Austin area hospitals that scored in the bottom half of those surveyed generally attributed their scores to weak documentation -- except in pneumonia care. All agreed they could do better, especially in giving a pneumonia shot to patients.

"What we found out at St. David's is a number of physicians were not documenting what they were doing" for heart patients, such as writing down that an aspirin was given to someone having a heart attack, said Dr. Steve Berkowitz, chief medical officer of the St. David's HealthCare Partnership. "These are process steps. When we look at outcomes, we know we do very well."

South Austin Hospital was listed this year as one of the top 100 hospitals in the United States for cardiovascular care, based on survival rates by Solucient, a health information company.

Seton also made Solucient's top 100 list for cardiovascular care, as did Scott & White in Temple and the Heart Hospital of Austin.

In the new report, based on seven measures for treating heart attack and heart failure, Seton performed better than 90 percent of the nation's hospitals on one measure and in the top half of the hospitals in the country on four other measures. It was just one percentage point below the top 50 percent on two other measures: giving beta blockers to heart attack patients when they come to the hospital and when they leave.

Scott & White scored in the top 50 percent of hospitals on five measures for cardiac care and in the lower half on two others for heart attack treatment: giving aspirin on arrival and departure.

The Heart Hospital scored better than half of U.S. hospitals on three heart attack measures and slightly worse on two. It also scored in the bottom half on the two measures used to gauge care of heart failure patients: assessing the function of the left ventricle and giving a blood-pressure drug for it.

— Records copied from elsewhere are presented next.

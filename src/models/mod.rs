//! 도메인 모델

pub mod algo;
pub mod market_data;
pub mod order;
pub mod trade;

"There should be noticeable improvements between the second and third quarters" of 2004 based on better documentation, said Torje Scott of Heart Hospital.

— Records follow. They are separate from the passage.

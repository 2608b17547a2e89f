/**
* filename : error
* author : HAMA
* date: 2025. 5. 8.
* description:
**/

use thiserror::Error;

use crate::models::algo::{AlgoId, AlgoStatus};
use crate::models::order::OrderId;

#[derive(Error, Debug)]
pub enum AlgoError {
    #[error("Configuration error: {0}")]
    ConfigError(String),

    #[error("Invalid state transition: cannot {command} {algo_id} while {status}")]
    InvalidStateTransition {
        algo_id: AlgoId,
        status: AlgoStatus,
        command: &'static str,
    },

    #[error("Capacity exceeded: {instrument} already has {limit} running algorithms")]
    CapacityExceeded { instrument: String, limit: usize },

    #[error("Gateway rejected: {0}")]
    GatewayRejected(String),

    #[error("Ledger inconsistency: {0}")]
    LedgerInconsistency(String),

    #[error("Algorithm not found: {0}")]
    AlgoNotFound(AlgoId),

    #[error("Order not found: {0}")]
    OrderNotFound(OrderId),

    #[error("Unknown template: {0}")]
    UnknownTemplate(String),

    #[error("Gateway error: {0}")]
    GatewayError(String),

    #[error("Invalid order: {0}")]
    InvalidOrder(String),

    #[error("Engine stopped")]
    EngineStopped,

    #[error("Settings error: {0}")]
    Settings(#[from] ::config::ConfigError),

    #[error("IO error: {0}")]
    IoError(#[from] std::io::Error),

    #[error("Serialization error: {0}")]
    SerializationError(#[from] serde_json::Error),

    #[error("CSV error: {0}")]
    CsvError(#[from] csv::Error),

    #[error("Parse error: {0}")]
    ParseError(String),
}

impl AlgoError {
    /// API 응답/로그용 오류 종류
    pub fn kind(&self) -> &'static str {
        match self {
            AlgoError::ConfigError(_) => "ConfigError",
            AlgoError::InvalidStateTransition { .. } => "InvalidStateTransition",
            AlgoError::CapacityExceeded { .. } => "CapacityExceeded",
            AlgoError::GatewayRejected(_) => "GatewayRejected",
            AlgoError::LedgerInconsistency(_) => "LedgerInconsistency",
            AlgoError::AlgoNotFound(_) => "AlgoNotFound",
            AlgoError::OrderNotFound(_) => "OrderNotFound",
            AlgoError::UnknownTemplate(_) => "UnknownTemplate",
            AlgoError::GatewayError(_) => "GatewayError",
            AlgoError::InvalidOrder(_) => "InvalidOrder",
            AlgoError::EngineStopped => "EngineStopped",
            AlgoError::Settings(_) => "Settings",
            AlgoError::IoError(_) => "IoError",
            AlgoError::SerializationError(_) => "SerializationError",
            AlgoError::CsvError(_) => "CsvError",
            AlgoError::ParseError(_) => "ParseError",
        }
    }
}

She said that the Texas Business Group on Health, which also lists hospital performance on its Web site, www.tbgh.org, shows that the Heart Hospital has lower death rates for heart attack and balloon angioplasty than other Austin area hospitals.

Brackenridge Hospital treated fewer heart attack patients but handled heart failure well, scoring in the top 10 percent in one category and close to it in a second.

Scores for St. David's Medical Center and North Austin Medical Center were mixed.

All of the hospitals, except Georgetown, scored in the bottom half of U.S. hospitals in vaccinating pneumonia patients. (Hospitals that treated fewer than 25 patients were not considered; the study said that was too few to be statistically reliable.)

Hospital officials said they had seen that as the responsibility of primary care doctors. Seton hospitals now have stickers to remind doctors and nurses to screen patients for pneumonia vaccination, said Michele Gonzalez, director of media and communications.

Hospitals should look on the measures as an opportunity to improve, and consumers should see them as a "starting point" to compare hospitals and ask questions, said Kevin Warren, director of quality improvement with the Texas Medical Foundation, which contracts with the Centers for Medicare and Medicaid Services to promote the information to consumers.

"It's an opportunity for hospitals to benchmark themselves against each other," Warren added. "How do they stack up to the top 10 percent of the hospitals in the country?"

maroser@statesman.com; 445-3619

Get a hospital score

Go to www.cms.hhs.gov/ quality/hospital. To get individual hospital reports, go to the highlights box and click on "data available." On the next page, go to the bottom and "select a state."

Go to city search, choose the city you want and hit "search by city."

Then, select the quality measures you want on the left (all can be selected) and choose a hospital.

The first column shows the results for the top 10 percent of U.S. hospitals surveyed, the second column represents the top half of U.S. hospitals, and the third shows the hospital you chose.